According to Richard Hoagland (Walter Kronkite associate at NASA), he claims that the collection of evidence that he has gathered is mathematically or statistically outweighs these events done by chance.








RayCherry
5 / 5 (1) Jul 19, 2009
... or, just perhaps, this shy fella with the whole world watching, got nervous ... especially if we go along with the popular idea that he was in fact about to make the first step on our moon, (and wondering if he would ever set step on the Earth again)
RealScience
not rated yet Jul 20, 2009
If I say the same sentence naturally, what comes out is
"That's one small step for-a-man, one giant leap for mankind".
The 'a' sound almost disappears because 'a' continues the movement already started with the 'for', and is quickly reversed to close the lips for the 'm' of man.

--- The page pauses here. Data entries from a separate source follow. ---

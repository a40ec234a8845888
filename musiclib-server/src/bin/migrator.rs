//! migrator - apply versioned schema migrations to the catalog database
//!
//! Usage:
//!   migrator --migrations-path ./migrations
//!   migrator --print-schema

use std::path::PathBuf;

use anyhow::{Context, Result};
use clap::Parser;
use musiclib_common::config::{load_dotenv, DatabaseConfig};
use musiclib_common::db::{run_migrations, Artist, Entity, Song, SongDetail, Storage};
use tracing::info;

#[derive(Parser, Debug)]
#[command(name = "migrator")]
#[command(about = "Apply musiclib database migrations")]
#[command(version)]
struct Args {
    /// Directory holding <version>_<name>.up.sql / .down.sql files
    #[arg(long, env = "MIGRATIONS_PATH", required_unless_present = "print_schema")]
    migrations_path: Option<PathBuf>,

    /// Print the DDL derived from the model metadata and exit
    #[arg(long)]
    print_schema: bool,

    #[command(flatten)]
    database: DatabaseConfig,
}

#[tokio::main]
async fn main() -> Result<()> {
    load_dotenv();
    let args = Args::parse();

    tracing_subscriber::fmt()
        .with_env_filter(
            tracing_subscriber::EnvFilter::try_from_default_env()
                .unwrap_or_else(|_| tracing_subscriber::EnvFilter::new("info")),
        )
        .init();

    if args.print_schema {
        print_schema::<Artist>();
        print_schema::<Song>();
        print_schema::<SongDetail>();
        return Ok(());
    }

    let Some(dir) = args.migrations_path else {
        anyhow::bail!("--migrations-path is required");
    };

    args.database.validate()?;
    info!(
        "Starting migrator v{} [{}] built {}",
        env!("CARGO_PKG_VERSION"),
        env!("GIT_HASH"),
        env!("BUILD_TIMESTAMP")
    );

    let storage = Storage::connect(&args.database)
        .await
        .context("Failed to connect to database")?;

    let report = run_migrations(storage.pool(), &dir)
        .await
        .with_context(|| format!("Migration from {} failed", dir.display()))?;

    if report.is_noop() {
        println!("No migrations to apply");
    } else {
        println!(
            "Migrations ran successfully ({} of {} applied)",
            report.applied.len(),
            report.available
        );
    }

    storage.close().await;
    Ok(())
}

fn print_schema<T: Entity>() {
    println!("{};", T::create_table_sql());
    for index in T::create_index_sql() {
        println!("{};", index);
    }
    println!();
}
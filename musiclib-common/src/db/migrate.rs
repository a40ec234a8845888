//! Versioned schema migrations
//!
//! Migration files live in a directory as `<version>_<name>.up.sql` /
//! `<version>_<name>.down.sql` pairs and are applied in version order.

use std::path::Path;

use sqlx::migrate::Migrator;
use sqlx::PgPool;
use tracing::info;

use crate::{Error, Result};

/// Outcome of a migration run
#[derive(Debug, Clone, PartialEq, Eq)]
pub struct MigrationReport {
    /// Versions applied by this run, in order
    pub applied: Vec<i64>,
    /// Versions found in the directory
    pub available: usize,
}

impl MigrationReport {
    /// True when the database was already up to date
    pub fn is_noop(&self) -> bool {
        self.applied.is_empty()
    }
}

/// Apply every pending migration found in `dir`
pub async fn run_migrations(pool: &PgPool, dir: &Path) -> Result<MigrationReport> {
    if !dir.is_dir() {
        return Err(Error::Config(format!(
            "Migrations directory not found: {}",
            dir.display()
        )));
    }

    let migrator = Migrator::new(dir).await?;

    let before: Vec<i64> = applied_versions(pool).await?;
    migrator.run(pool).await?;
    let after: Vec<i64> = applied_versions(pool).await?;

    let applied: Vec<i64> = after
        .into_iter()
        .filter(|v| !before.contains(v))
        .collect();

    for version in &applied {
        info!(version, "Applied migration");
    }

    Ok(MigrationReport {
        applied,
        available: migrator.iter().filter(|m| m.migration_type.is_up_migration()).count(),
    })
}

/// Versions recorded in `_sqlx_migrations` (empty before the first run)
async fn applied_versions(pool: &PgPool) -> Result<Vec<i64>> {
    let exists: bool = sqlx::query_scalar(
        "SELECT EXISTS (SELECT 1 FROM information_schema.tables \
         WHERE table_schema = current_schema() AND table_name = '_sqlx_migrations')",
    )
    .fetch_one(pool)
    .await?;

    if !exists {
        return Ok(Vec::new());
    }

    let versions = sqlx::query_scalar("SELECT version FROM _sqlx_migrations ORDER BY version")
        .fetch_all(pool)
        .await?;
    Ok(versions)
}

A lot of speech recognition is actually visual, so it has always seemed likely to me that Armstrong did say the 'a', but without seeing the mouth briefly open wider than a normal 'r', people missed the 'a'.

S_Bilderback
5 / 5 (1) Jul 20, 2009
The transceivers even in today's spacesuits are gated; the audio is muted when the db level drops below a threshold point. All but 35 milliseconds of the "a" could have been muted by the gate.
3432682
3 / 5 (2) Jul 20, 2009
I buy Armstrong's explanation. I thought it sounded odd the moment he said it 40 years ago. We've all heard enough garbled radio, especially cell phones, to know that quality can get mangled.
paulthebassguy
1 / 5 (1) Jul 20, 2009
I think a much better thing to say as the first thing on the moon would have been "w00t, I'm on the moon".
RealScience
not rated yet Jul 25, 2009
Armstrong's real first word on touching the moon with his foot were "It's some sort of fluffy stuff - I can kick it around with my foot".